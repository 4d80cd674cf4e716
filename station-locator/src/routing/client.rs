//! OSRM HTTP client.

use crate::domain::{Coordinates, RouteResult};
use crate::locator::RouteProvider;

use super::error::RouteError;
use super::types::OsrmResponse;

/// Default base URL for the routing provider.
const DEFAULT_BASE_URL: &str = "https://router.project-osrm.org";

/// Configuration for the routing client.
#[derive(Debug, Clone)]
pub struct RouteConfig {
    /// Base URL for the OSRM server (defaults to the public demo server)
    pub base_url: String,
    /// Request timeout in seconds
    pub timeout_secs: u64,
}

impl RouteConfig {
    /// Set a custom base URL (for testing or a self-hosted instance).
    pub fn with_base_url(mut self, url: impl Into<String>) -> Self {
        self.base_url = url.into();
        self
    }

    /// Set the request timeout.
    pub fn with_timeout(mut self, secs: u64) -> Self {
        self.timeout_secs = secs;
        self
    }
}

impl Default for RouteConfig {
    fn default() -> Self {
        Self {
            base_url: DEFAULT_BASE_URL.to_string(),
            timeout_secs: 30,
        }
    }
}

/// Client for the OSRM route service.
///
/// No retry, no caching: each call is one fresh request. Callers iterating
/// many coordinate pairs are responsible for their own throttling.
#[derive(Debug, Clone)]
pub struct OsrmClient {
    http: reqwest::Client,
    base_url: String,
}

impl OsrmClient {
    /// Create a new routing client.
    pub fn new(config: RouteConfig) -> Result<Self, RouteError> {
        let http = reqwest::Client::builder()
            .timeout(std::time::Duration::from_secs(config.timeout_secs))
            .build()?;

        Ok(Self {
            http,
            base_url: config.base_url,
        })
    }

    /// Query a driving route between two coordinates, with full geometry.
    ///
    /// The returned polyline is already transposed to `(lat, lng)` order.
    pub async fn route(
        &self,
        from: Coordinates,
        to: Coordinates,
    ) -> Result<RouteResult, RouteError> {
        // OSRM takes waypoints in (lng, lat) order in the URL path.
        let url = format!(
            "{}/route/v1/driving/{},{};{},{}",
            self.base_url, from.lng, from.lat, to.lng, to.lat
        );

        let response = self
            .http
            .get(&url)
            .query(&[("overview", "full"), ("geometries", "geojson")])
            .send()
            .await?;

        let status = response.status();

        if status == reqwest::StatusCode::TOO_MANY_REQUESTS {
            return Err(RouteError::RateLimited);
        }

        if !status.is_success() {
            let body = response.text().await.unwrap_or_default();
            return Err(RouteError::Api {
                status: status.as_u16(),
                message: body,
            });
        }

        let body = response.text().await?;

        let parsed: OsrmResponse = serde_json::from_str(&body).map_err(|e| RouteError::Json {
            message: e.to_string(),
        })?;

        if parsed.code != "Ok" {
            return Err(RouteError::NoRoute);
        }

        let route = parsed.routes.into_iter().next().ok_or(RouteError::NoRoute)?;

        Ok(route.into_route_result())
    }
}

impl RouteProvider for OsrmClient {
    async fn route(&self, from: Coordinates, to: Coordinates) -> Result<RouteResult, RouteError> {
        OsrmClient::route(self, from, to).await
    }
}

### PROBLEM TO SOLVE
Return the full listing, character for character.

### SOLUTION FOR THIS EXERCISE
repository 4d80cd674cf4e716
filename station-locator/src/routing/client.rs
//! OSRM HTTP client.

use crate::domain::{Coordinates, RouteResult};
use crate::locator::RouteProvider;

use super::error::RouteError;
use super::types::OsrmResponse;

/// Default base URL for the routing provider.
const DEFAULT_BASE_URL: &str = "https://router.project-osrm.org";

/// Configuration for the routing client.
#[derive(Debug, Clone)]
pub struct RouteConfig {
    /// Base URL for the OSRM server (defaults to the public demo server)
    pub base_url: String,
    /// Request timeout in seconds
    pub timeout_secs: u64,
}

impl RouteConfig {
    /// Set a custom base URL (for testing or a self-hosted instance).
    pub fn with_base_url(mut self, url: impl Into<String>) -> Self {
        self.base_url = url.into();
        self
    }

    /// Set the request timeout.
    pub fn with_timeout(mut self, secs: u64) -> Self {
        self.timeout_secs = secs;
        self
    }
}

impl Default for RouteConfig {
    fn default() -> Self {
        Self {
            base_url: DEFAULT_BASE_URL.to_string(),
            timeout_secs: 30,
        }
    }
}

/// Client for the OSRM route service.
///
/// No retry, no caching: each call is one fresh request. Callers iterating
/// many coordinate pairs are responsible for their own throttling.
#[derive(Debug, Clone)]
pub struct OsrmClient {
    http: reqwest::Client,
    base_url: String,
}

impl OsrmClient {
    /// Create a new routing client.
    pub fn new(config: RouteConfig) -> Result<Self, RouteError> {
        let http = reqwest::Client::builder()
            .timeout(std::time::Duration::from_secs(config.timeout_secs))
            .build()?;

        Ok(Self {
            http,
            base_url: config.base_url,
        })
    }

    /// Query a driving route between two coordinates, with full geometry.
    ///
    /// The returned polyline is already transposed to `(lat, lng)` order.
    pub async fn route(
        &self,
        from: Coordinates,
        to: Coordinates,
    ) -> Result<RouteResult, RouteError> {
        // OSRM takes waypoints in (lng, lat) order in the URL path.
        let url = format!(
            "{}/route/v1/driving/{},{};{},{}",
            self.base_url, from.lng, from.lat, to.lng, to.lat
        );

        let response = self
            .http
            .get(&url)
            .query(&[("overview", "full"), ("geometries", "geojson")])
            .send()
            .await?;

        let status = response.status();

        if status == reqwest::StatusCode::TOO_MANY_REQUESTS {
            return Err(RouteError::RateLimited);
        }

        if !status.is_success() {
            let body = response.text().await.unwrap_or_default();
            return Err(RouteError::Api {
                status: status.as_u16(),
                message: body,
            });
        }

        let body = response.text().await?;

        let parsed: OsrmResponse = serde_json::from_str(&body).map_err(|e| RouteError::Json {
            message: e.to_string(),
        })?;

        if parsed.code != "Ok" {
            return Err(RouteError::NoRoute);
        }

        let route = parsed.routes.into_iter().next().ok_or(RouteError::NoRoute)?;

        Ok(route.into_route_result())
    }
}

impl RouteProvider for OsrmClient {
    async fn route(&self, from: Coordinates, to: Coordinates) -> Result<RouteResult, RouteError> {
        OsrmClient::route(self, from, to).await
    }
}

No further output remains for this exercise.